Saved data entries
//! # Actions
//!
//! Everything that can happen in the client becomes an `Action`.
//! User presses Enter? That's `Action::Submit(text)`.
//! Backend answers? That's `Action::ReplyReceived { .. }`.
//!
//! `update()` applies an action to the state and returns an `Effect`
//! describing the I/O the event loop should start. No I/O happens here.
//!
//! ```text
//! State + Action  →  update()  →  New State + Effect
//! ```

use log::{debug, info, warn};

use crate::api::{
    ChatRequest, ChatResponse, IntentRecognitionRequest, IntentRecognitionResponse, Message, Role,
};
use crate::core::state::App;

#[derive(Debug, Clone, PartialEq)]
pub enum Action {
    /// User submitted text from the input box.
    Submit(String),
    /// `/chat` answered successfully.
    ReplyReceived { epoch: u64, response: ChatResponse },
    /// `/chat` failed; `message` is the banner text.
    RequestFailed { epoch: u64, message: String },
    /// Start a new conversation.
    ClearSession,
    /// Classify the current input draft without sending it.
    RecognizeDraft(String),
    IntentRecognized {
        epoch: u64,
        response: IntentRecognitionResponse,
    },
    IntentFailed { epoch: u64, message: String },
    OpenHistory,
    /// History fetch finished for the modal opened as `request_id`.
    HistoryLoaded {
        request_id: u64,
        result: Result<Vec<Message>, String>,
    },
    HealthChecked(Result<String, String>),
    Quit,
}

/// I/O requested by `update()`, carried out by the event loop.
#[derive(Debug, Clone, PartialEq)]
pub enum Effect {
    None,
    SendChat { epoch: u64, request: ChatRequest },
    RecognizeIntent {
        epoch: u64,
        request: IntentRecognitionRequest,
    },
    FetchHistory { session_id: String },
    /// Fire-and-forget `DELETE /session/{id}`.
    ClearRemote { session_id: String },
    DeliverHistory {
        request_id: u64,
        result: Result<Vec<Message>, String>,
    },
    Quit,
}

pub fn update(app: &mut App, action: Action) -> Effect {
    match action {
        Action::Submit(text) => {
            let content = text.trim().to_string();
            if content.is_empty() {
                return Effect::None;
            }
            if app.is_loading {
                warn!("Submit ignored: a request is already in flight");
                return Effect::None;
            }

            // History is the conversation so far; the new text travels in `message`.
            let history = app.history();

            app.messages.push(Message::now(Role::User, content.clone()));
            app.is_loading = true;
            app.error = None;
            app.status_message = String::from("客服正在输入...");

            Effect::SendChat {
                epoch: app.epoch,
                request: ChatRequest {
                    session_id: app.session_id.clone(),
                    message: content,
                    user_id: app.user_id.clone(),
                    history: Some(history),
                    intent: None,
                    flow_id: None,
                },
            }
        }
        Action::ReplyReceived { epoch, response } => {
            if epoch != app.epoch {
                debug!("Dropping reply from stale epoch {}", epoch);
                return Effect::None;
            }
            app.messages
                .push(Message::now(Role::Assistant, response.reply));
            app.session_state = response.session_state;
            app.intent_type = Some(response.intent_type);
            app.flow_step = response.flow_step;
            if let Some(id) = response.session_id
                && id != app.session_id
            {
                debug!("Backend reported session id {} (ours: {})", id, app.session_id);
            }
            app.status_message.clear();
            app.is_loading = false;
            Effect::None
        }
        Action::RequestFailed { epoch, message } => {
            if epoch != app.epoch {
                debug!("Dropping failure from stale epoch {}: {}", epoch, message);
                return Effect::None;
            }
            app.error = Some(message);
            app.status_message.clear();
            app.is_loading = false;
            Effect::None
        }
        Action::ClearSession => {
            app.messages.clear();
            app.session_state = None;
            app.intent_type = None;
            app.flow_step = None;
            app.error = None;
            app.is_loading = false;
            app.epoch += 1;
            app.status_message = String::from("已开始新会话");
            info!("Session cleared (epoch {})", app.epoch);
            if app.clear_remote {
                Effect::ClearRemote {
                    session_id: app.session_id.clone(),
                }
            } else {
                Effect::None
            }
        }
        Action::RecognizeDraft(text) => {
            let message = text.trim().to_string();
            if message.is_empty() {
                return Effect::None;
            }
            app.error = None;
            app.status_message = String::from("意图识别中...");
            Effect::RecognizeIntent {
                epoch: app.epoch,
                request: IntentRecognitionRequest {
                    message,
                    session_id: app.session_id.clone(),
                    history: Some(app.history()),
                },
            }
        }
        Action::IntentRecognized { epoch, response } => {
            if epoch != app.epoch {
                return Effect::None;
            }
            match serde_json::to_string(&response) {
                Ok(json) => app.messages.push(Message::now(Role::System, json)),
                Err(e) => warn!("Failed to encode intent result: {}", e),
            }
            app.status_message.clear();
            Effect::None
        }
        Action::IntentFailed { epoch, message } => {
            if epoch != app.epoch {
                return Effect::None;
            }
            app.error = Some(message);
            app.status_message.clear();
            Effect::None
        }
        Action::OpenHistory => Effect::FetchHistory {
            session_id: app.session_id.clone(),
        },
        Action::HistoryLoaded { request_id, result } => {
            Effect::DeliverHistory { request_id, result }
        }
        Action::HealthChecked(result) => {
            match result {
                Ok(status) => {
                    info!("Backend health: {}", status);
                    app.backend_online = Some(true);
                }
                Err(e) => {
                    warn!("Backend health check failed: {}", e);
                    app.backend_online = Some(false);
                }
            }
            Effect::None
        }
        Action::Quit => Effect::Quit,
    }
}

#[cfg(test)]
mod tests {
    use super::*;
    use crate::api::{IntentType, SessionState};
    use crate::test_support::test_app;

    fn reply(text: &str) -> ChatResponse {
        ChatResponse {
            reply: text.to_string(),
            intent_type: IntentType::Faq,
            session_state: Some(SessionState::Active),
            session_id: None,
            flow_step: None,
        }
    }

    fn submit(app: &mut App, text: &str) -> (u64, ChatRequest) {
        match update(app, Action::Submit(text.to_string())) {
            Effect::SendChat { epoch, request } => (epoch, request),
            other => panic!("expected SendChat, got {:?}", other),
        }
    }

    #[test]
    fn submit_appends_one_user_message_before_reply() {
        let mut app = test_app();
        let (_, request) = submit(&mut app, "我的订单到哪了");

        assert_eq!(app.messages.len(), 1);
        assert_eq!(app.messages[0].role, Role::User);
        assert_eq!(app.messages[0].content, "我的订单到哪了");
        assert!(app.messages[0].timestamp.is_some());
        assert!(app.is_loading);
        assert_eq!(request.message, "我的订单到哪了");
        assert_eq!(request.session_id, app.session_id);
        assert_eq!(request.user_id, app.user_id);
    }

    #[test]
    fn successful_reply_appends_one_assistant_message() {
        let mut app = test_app();
        let (epoch, _) = submit(&mut app, "hi");

        let effect = update(
            &mut app,
            Action::ReplyReceived {
                epoch,
                response: reply("您好"),
            },
        );

        assert_eq!(effect, Effect::None);
        assert_eq!(app.messages.len(), 2);
        assert_eq!(app.messages[1].role, Role::Assistant);
        assert_eq!(app.messages[1].content, "您好");
        assert!(app.messages[1].timestamp.is_some());
        assert!(!app.is_loading);
        assert_eq!(app.intent_type, Some(IntentType::Faq));
        assert_eq!(app.session_state, Some(SessionState::Active));
    }

    #[test]
    fn history_excludes_message_being_sent() {
        let mut app = test_app();
        let (epoch, first) = submit(&mut app, "first");
        assert_eq!(first.history, Some(vec![]));
        update(
            &mut app,
            Action::ReplyReceived {
                epoch,
                response: reply("ok"),
            },
        );

        let (_, second) = submit(&mut app, "second");
        let history = second.history.unwrap();
        assert_eq!(history.len(), 2);
        assert_eq!(history[0].content, "first");
        assert_eq!(history[1].role, Role::Assistant);
        assert!(history.iter().all(|m| m.timestamp.is_none()));
    }

    #[test]
    fn flow_response_updates_state_and_intent() {
        let mut app = test_app();
        let (epoch, _) = submit(&mut app, "我要退货");
        update(
            &mut app,
            Action::ReplyReceived {
                epoch,
                response: ChatResponse {
                    reply: "请提供订单号".into(),
                    intent_type: IntentType::Flow,
                    session_state: Some(SessionState::OnFlow),
                    session_id: None,
                    flow_step: Some("ask_order_id".into()),
                },
            },
        );
        assert_eq!(app.session_state, Some(SessionState::OnFlow));
        assert_eq!(app.intent_type, Some(IntentType::Flow));
        assert_eq!(app.flow_step.as_deref(), Some("ask_order_id"));
    }

    #[test]
    fn failure_keeps_optimistic_message_and_records_error() {
        let mut app = test_app();
        let (epoch, _) = submit(&mut app, "hi");
        update(
            &mut app,
            Action::RequestFailed {
                epoch,
                message: "rate limited".into(),
            },
        );
        assert_eq!(app.messages.len(), 1);
        assert_eq!(app.messages[0].role, Role::User);
        assert_eq!(app.error.as_deref(), Some("rate limited"));
        assert!(!app.is_loading);
    }

    #[test]
    fn next_submit_clears_previous_error() {
        let mut app = test_app();
        app.error = Some("old".into());
        submit(&mut app, "again");
        assert!(app.error.is_none());
    }

    #[test]
    fn empty_submit_is_ignored() {
        let mut app = test_app();
        assert_eq!(update(&mut app, Action::Submit("   \n".into())), Effect::None);
        assert!(app.messages.is_empty());
        assert!(!app.is_loading);
    }

    #[test]
    fn submit_while_loading_is_rejected() {
        let mut app = test_app();
        submit(&mut app, "one");
        assert_eq!(update(&mut app, Action::Submit("two".into())), Effect::None);
        assert_eq!(app.messages.len(), 1);
    }

    #[test]
    fn clear_resets_everything() {
        let mut app = test_app();
        let (epoch, _) = submit(&mut app, "hi");
        update(
            &mut app,
            Action::ReplyReceived {
                epoch,
                response: reply("hello"),
            },
        );
        app.error = Some("boom".into());

        let effect = update(&mut app, Action::ClearSession);

        assert_eq!(effect, Effect::None);
        assert!(app.messages.is_empty());
        assert!(app.session_state.is_none());
        assert!(app.intent_type.is_none());
        assert!(app.error.is_none());
        assert!(!app.is_loading);
    }

    #[test]
    fn reply_after_clear_is_dropped() {
        let mut app = test_app();
        let (epoch, _) = submit(&mut app, "hi");
        update(&mut app, Action::ClearSession);
        update(
            &mut app,
            Action::ReplyReceived {
                epoch,
                response: reply("late"),
            },
        );
        assert!(app.messages.is_empty());
        assert!(app.intent_type.is_none());
    }

    #[test]
    fn clear_remote_requests_delete() {
        let mut app = test_app();
        app.clear_remote = true;
        let effect = update(&mut app, Action::ClearSession);
        assert_eq!(
            effect,
            Effect::ClearRemote {
                session_id: app.session_id.clone()
            }
        );
    }

    #[test]
    fn recognized_intent_is_shown_as_system_json() {
        let mut app = test_app();
        let effect = update(&mut app, Action::RecognizeDraft("查物流".into()));
        let Effect::RecognizeIntent { epoch, request } = effect else {
            panic!("expected RecognizeIntent");
        };
        assert_eq!(request.message, "查物流");
        // Classifying a draft doesn't send it.
        assert!(app.messages.is_empty());
        assert!(!app.is_loading);

        update(
            &mut app,
            Action::IntentRecognized {
                epoch,
                response: IntentRecognitionResponse {
                    intent: IntentType::Flow,
                    confidence: 0.9,
                    reply: None,
                    flow_id: Some("logistics".into()),
                    suggestions: None,
                },
            },
        );
        assert_eq!(app.messages.len(), 1);
        assert_eq!(app.messages[0].role, Role::System);
        let value: serde_json::Value = serde_json::from_str(&app.messages[0].content).unwrap();
        assert_eq!(value["intent"], "flow");
        assert_eq!(value["flow_id"], "logistics");
    }

    #[test]
    fn open_history_fetches_current_session() {
        let mut app = test_app();
        assert_eq!(
            update(&mut app, Action::OpenHistory),
            Effect::FetchHistory {
                session_id: app.session_id.clone()
            }
        );
    }

    #[test]
    fn health_check_sets_online_flag() {
        let mut app = test_app();
        update(&mut app, Action::HealthChecked(Err("refused".into())));
        assert_eq!(app.backend_online, Some(false));
        update(&mut app, Action::HealthChecked(Ok("ok".into())));
        assert_eq!(app.backend_online, Some(true));
    }
}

● WORK INSTRUCTION: The expected output is the exact run of lines from the start of the entries through the line with "a new conversation.", inclusive.

● ANSWER TO THE EXERCISE:
//! # Actions
//!
//! Everything that can happen in the client becomes an `Action`.
//! User presses Enter? That's `Action::Submit(text)`.
//! Backend answers? That's `Action::ReplyReceived { .. }`.
//!
//! `update()` applies an action to the state and returns an `Effect`
//! describing the I/O the event loop should start. No I/O happens here.
//!
//! ```text
//! State + Action  →  update()  →  New State + Effect
//! ```

use log::{debug, info, warn};

use crate::api::{
    ChatRequest, ChatResponse, IntentRecognitionRequest, IntentRecognitionResponse, Message, Role,
};
use crate::core::state::App;

#[derive(Debug, Clone, PartialEq)]
pub enum Action {
    /// User submitted text from the input box.
    Submit(String),
    /// `/chat` answered successfully.
    ReplyReceived { epoch: u64, response: ChatResponse },
    /// `/chat` failed; `message` is the banner text.
    RequestFailed { epoch: u64, message: String },
    /// Start a new conversation.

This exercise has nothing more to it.